What We Are Actually Here to Do

After much anticipation each pair of volunteers were told their businesses half way through week one. To my delight we were assigned to Mummy’s Kitchen Foods a Ghanaian food and juice catering company mmmmm! Mummy’s Kitchen Foods is owned and run by Aunty Dela, one of the busiest and dedicated women I’ve met!

Just the other night she said:

“Where there is food there is fun”

“If the food I cook makes people happy then I am happy”.

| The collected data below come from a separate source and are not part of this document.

#[cfg(test)]
mod tests {
    use super::*;
    use crate::domain::classification::{MomentumCategory, RatingBand};
    use crate::ingest::provider::{ProviderError, ProviderErrorKind};
    use crate::ingest::types::{OhlcvBar, RatioSnapshot, TechnicalSnapshot};
    use crate::storage::classification_cache::{
        age_hours, is_fresh, CacheStats, ListFilter, OutdatedEntry,
    };
    use chrono::{Duration as ChronoDuration, NaiveDate};
    use std::collections::{BTreeMap, HashSet};
    use std::sync::atomic::{AtomicUsize, Ordering};
    use std::sync::Arc;
    use tokio::sync::Mutex;

    struct FakeProvider {
        fail_ratios: HashSet<String>,
        fail_technical: bool,
        ratio_calls: Arc<AtomicUsize>,
    }

    impl FakeProvider {
        fn new() -> Self {
            Self {
                fail_ratios: HashSet::new(),
                fail_technical: false,
                ratio_calls: Arc::new(AtomicUsize::new(0)),
            }
        }

        fn failing(symbols: &[&str]) -> Self {
            let mut p = Self::new();
            p.fail_ratios = symbols.iter().map(|s| s.to_string()).collect();
            p
        }
    }

    #[async_trait::async_trait]
    impl MarketDataProvider for FakeProvider {
        fn provider_name(&self) -> &'static str {
            "fake"
        }

        async fn get_ratios(&self, symbol: &str) -> Result<RatioSnapshot, ProviderError> {
            self.ratio_calls.fetch_add(1, Ordering::SeqCst);
            if self.fail_ratios.contains(symbol) {
                return Err(ProviderError::unavailable(symbol, "upstream down"));
            }
            Ok(RatioSnapshot {
                pe: Some(18.0),
                roe: Some(22.0),
                npm: Some(17.0),
                debt_equity: Some(0.6),
                market_cap_vnd: Some(450_000_000_000_000.0),
                ..RatioSnapshot::empty(symbol)
            })
        }

        async fn get_technical(
            &self,
            symbol: &str,
            _period_days: u32,
        ) -> Result<TechnicalSnapshot, ProviderError> {
            if self.fail_technical {
                return Err(ProviderError::insufficient_data(symbol, "no indicator data"));
            }
            Ok(TechnicalSnapshot {
                symbol: symbol.to_string(),
                ma50: Some(1.0),
                ma200: Some(1.0),
                rsi14: Some(55.0),
                macd_line: None,
                macd_signal: None,
                macd_histogram: None,
                signals: vec![
                    "BULLISH: Golden Cross detected".to_string(),
                    "BULLISH: RSI Oversold".to_string(),
                    "BULLISH: MACD above Signal".to_string(),
                ],
            })
        }

        async fn get_price_history(
            &self,
            _symbol: &str,
            _start: NaiveDate,
            _end: NaiveDate,
        ) -> Result<Vec<OhlcvBar>, ProviderError> {
            let date = NaiveDate::from_ymd_opt(2026, 1, 2).unwrap();
            Ok((0..30)
                .map(|i| OhlcvBar {
                    date: date + ChronoDuration::days(i),
                    open: 100.0,
                    high: 101.0,
                    low: 99.0,
                    close: 100.0,
                    volume: 1_000_000.0,
                })
                .collect())
        }
    }

    #[derive(Default)]
    struct MemoryStore {
        rows: Mutex<BTreeMap<String, ClassificationRecord>>,
    }

    #[async_trait::async_trait]
    impl ClassificationStore for MemoryStore {
        async fn upsert(&self, record: &ClassificationRecord) -> anyhow::Result<()> {
            self.rows
                .lock()
                .await
                .insert(record.symbol.clone(), record.clone());
            Ok(())
        }

        async fn get(
            &self,
            symbol: &str,
            max_age_hours: i64,
        ) -> anyhow::Result<Option<ClassificationRecord>> {
            let now = Utc::now();
            Ok(self
                .rows
                .lock()
                .await
                .get(&symbol.to_ascii_uppercase())
                .filter(|r| is_fresh(r.scan_timestamp, now, max_age_hours))
                .cloned())
        }

        async fn list(&self, filter: &ListFilter) -> anyhow::Result<Vec<ClassificationRecord>> {
            let now = Utc::now();
            let mut out: Vec<ClassificationRecord> = self
                .rows
                .lock()
                .await
                .values()
                .filter(|r| is_fresh(r.scan_timestamp, now, filter.max_age_hours))
                .cloned()
                .collect();
            out.sort_by(|a, b| {
                b.overall_rating
                    .score
                    .partial_cmp(&a.overall_rating.score)
                    .unwrap_or(std::cmp::Ordering::Equal)
            });
            Ok(out)
        }

        async fn list_outdated(
            &self,
            max_age_hours: i64,
            limit: Option<i64>,
        ) -> anyhow::Result<Vec<OutdatedEntry>> {
            let now = Utc::now();
            let mut out: Vec<OutdatedEntry> = self
                .rows
                .lock()
                .await
                .values()
                .filter(|r| !is_fresh(r.scan_timestamp, now, max_age_hours))
                .map(|r| OutdatedEntry {
                    symbol: r.symbol.clone(),
                    last_scan: r.scan_timestamp,
                    age_hours: age_hours(r.scan_timestamp, now),
                })
                .collect();
            out.sort_by_key(|e| e.last_scan);
            if let Some(limit) = limit {
                out.truncate(limit as usize);
            }
            Ok(out)
        }

        async fn stats(&self) -> anyhow::Result<CacheStats> {
            let rows = self.rows.lock().await;
            let total = rows.len() as i64;
            Ok(CacheStats {
                total,
                fresh_count: total,
                outdated_count: 0,
                last_scan_time: rows.values().map(|r| r.scan_timestamp).max(),
                coverage_pct: if total > 0 { 100.0 } else { 0.0 },
            })
        }

        async fn clear_all(&self) -> anyhow::Result<u64> {
            let mut rows = self.rows.lock().await;
            let n = rows.len() as u64;
            rows.clear();
            Ok(n)
        }
    }

    fn record_for(symbol: &str, scan_timestamp: DateTime<Utc>) -> ClassificationRecord {
        let ratios = RatioSnapshot {
            pe: Some(18.0),
            roe: Some(22.0),
            npm: Some(17.0),
            debt_equity: Some(0.6),
            ..RatioSnapshot::empty(symbol)
        };
        classify(
            symbol,
            Exchange::Hose,
            ClassifierInput {
                ratios: &ratios,
                technical: None,
                volatility_pct: 15.0,
                market_cap_vnd: 0.0,
            },
            scan_timestamp,
        )
    }

    #[tokio::test]
    async fn one_failing_symbol_does_not_abort_the_batch() {
        let scanner = MarketScanner::new(FakeProvider::failing(&["VHM"]), MemoryStore::default());

        let summary = scanner
            .run_full_scan(&[Exchange::Hose], Some(3), Duration::ZERO)
            .await
            .unwrap();

        assert_eq!(summary.total, 3);
        assert_eq!(summary.successful, 2);
        assert_eq!(summary.failed, 1);
        assert_eq!(summary.failed_symbols, vec!["VHM".to_string()]);

        assert!(scanner.store.get("VCB", 24).await.unwrap().is_some());
        assert!(scanner.store.get("VIC", 24).await.unwrap().is_some());
        assert!(scanner.store.get("VHM", 24).await.unwrap().is_none());
    }

    #[tokio::test]
    async fn technical_failure_degrades_momentum_instead_of_failing() {
        let mut provider = FakeProvider::new();
        provider.fail_technical = true;
        let scanner = MarketScanner::new(provider, MemoryStore::default());

        let record = scanner.classify_one("FPT", true).await.unwrap();
        assert_eq!(record.momentum.category, MomentumCategory::Unknown);
        assert_eq!(record.momentum.momentum_score, 5.0);
    }

    #[tokio::test]
    async fn failed_refresh_keeps_the_existing_record() {
        let store = MemoryStore::default();
        let stale_ts = Utc::now() - ChronoDuration::hours(48);
        let old = record_for("VCB", stale_ts);
        store.upsert(&old).await.unwrap();

        let scanner = MarketScanner::new(FakeProvider::failing(&["VCB"]), store);
        let summary = scanner
            .run_incremental_scan(24, 10, Duration::ZERO)
            .await
            .unwrap();

        assert_eq!(summary.failed, 1);
        // Still present, still carrying the old timestamp.
        let kept = scanner.store.get("VCB", 24 * 7).await.unwrap().unwrap();
        assert_eq!(kept.scan_timestamp, stale_ts);
    }

    #[tokio::test]
    async fn incremental_scan_touches_only_outdated_entries() {
        let store = MemoryStore::default();
        let fresh_ts = Utc::now() - ChronoDuration::hours(1);
        let stale_ts = Utc::now() - ChronoDuration::hours(30);
        store.upsert(&record_for("VNM", fresh_ts)).await.unwrap();
        store.upsert(&record_for("PVS", stale_ts)).await.unwrap();

        let scanner = MarketScanner::new(FakeProvider::new(), store);
        let summary = scanner
            .run_incremental_scan(24, 10, Duration::ZERO)
            .await
            .unwrap();

        assert_eq!(summary.total, 1);
        assert_eq!(summary.successful, 1);

        let rows = scanner.store.rows.lock().await;
        assert_eq!(rows["VNM"].scan_timestamp, fresh_ts);
        assert!(rows["PVS"].scan_timestamp > stale_ts);
        // Refresh re-derives the exchange tag from the universe.
        assert_eq!(rows["PVS"].exchange, Exchange::Hnx);
    }

    #[tokio::test]
    async fn classify_one_serves_fresh_cache_without_fetching() {
        let store = MemoryStore::default();
        store
            .upsert(&record_for("VCB", Utc::now() - ChronoDuration::hours(1)))
            .await
            .unwrap();

        let provider = FakeProvider::new();
        let calls = provider.ratio_calls.clone();
        let scanner = MarketScanner::new(provider, store);

        let record = scanner.classify_one("vcb", false).await.unwrap();
        assert_eq!(record.symbol, "VCB");
        assert_eq!(calls.load(Ordering::SeqCst), 0);

        // bypass_cache forces a refetch.
        scanner.classify_one("vcb", true).await.unwrap();
        assert_eq!(calls.load(Ordering::SeqCst), 1);
    }

    #[tokio::test]
    async fn classify_one_rejects_invalid_symbols_fast() {
        let scanner = MarketScanner::new(FakeProvider::new(), MemoryStore::default());

        let err = scanner.classify_one("VN-INDEX", false).await.unwrap_err();
        let provider_err = err.downcast_ref::<ProviderError>().unwrap();
        assert_eq!(provider_err.kind, ProviderErrorKind::InvalidSymbol);
    }

    #[tokio::test]
    async fn full_scan_reports_rating_distribution() {
        let scanner = MarketScanner::new(FakeProvider::new(), MemoryStore::default());
        let summary = scanner
            .run_full_scan(&[Exchange::Hose], Some(2), Duration::ZERO)
            .await
            .unwrap();

        // growth 9, low risk (vol 0 from flat history) -> 8 adjusted,
        // momentum 9: overall 8.7 across the board.
        assert_eq!(summary.rating_distribution.get("A+"), Some(&2));
        assert_eq!(
            RatingBand::from_score(8.7),
            RatingBand::APlus
        );
    }
}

A brief idea of the business: Aunty Dela started the company to be able to provide the kids at a local school with hot and healthy meals to stop them eating their packed lunches that would spoil in the heat. She has four employees helping her with the cooking. Having steady supply at the school, she now takes some orders from her local church and random requests from friends and family. She delivers everything to her customers that can be a NIGHTMARE in the Ghanaian traffic never mind lugging the huge food storage container onto a tro tro. EVERYTHING is cooked and prepared in her own kitchen, all necessary equipment and foodstuffs for her production are stacked in piles in her hall and all over her home. Supplies are also bought on a daily basis by taking a taxi or tro tro to the shops.

MFC

What we are here to do

On announcement of our businesses we were given the predetermined deliverables for each. For Mummy’s Kitchen foods ours are:

  1. Create a financial accounting and recording system
  2. Teach a member of staff to use the financial accounting recording and system
  3. Create a marketing strategy to increase the customer base
  4. Research funding options and create a file outlining the necessary documents and procedures needed in order to apply for each
  5. Write a business plan.

Aunty Dela has been fantastic with us and we are really looking forward to getting stuck in and getting the deliverables done. If I’m honest, I initially thought that wasn’t to bad a workload for 10 weeks split between two people. Now I can say that I was definitely wrong, is a lot of work, doable, but a lot when you take into account the daily differences in everything you do such as Ghana Man Time (its normal to be 1-2hours late for meetings) and also the access to information or missing financial documents can throw a toolbox never mind a spanner in the works. As usual, the lack of power and Internet can also cause inconveniences. However, when you’re here I’ve found that you take it into your stride and use it as a major part of the learning experience; I think by the time I arrive home my ability to have patience will have been quadrupled. Being in situations such as I have been describing gives you skills which in most environments would not be available to pick up yet the more you learn to use them and improvise when you’re here, the more invaluable they start to feel when think about using them out with the ICSE placement. Once a few weeks have gone by il post on the progress of the work and what we have been achieving at Mummy’s Kitchen Foods!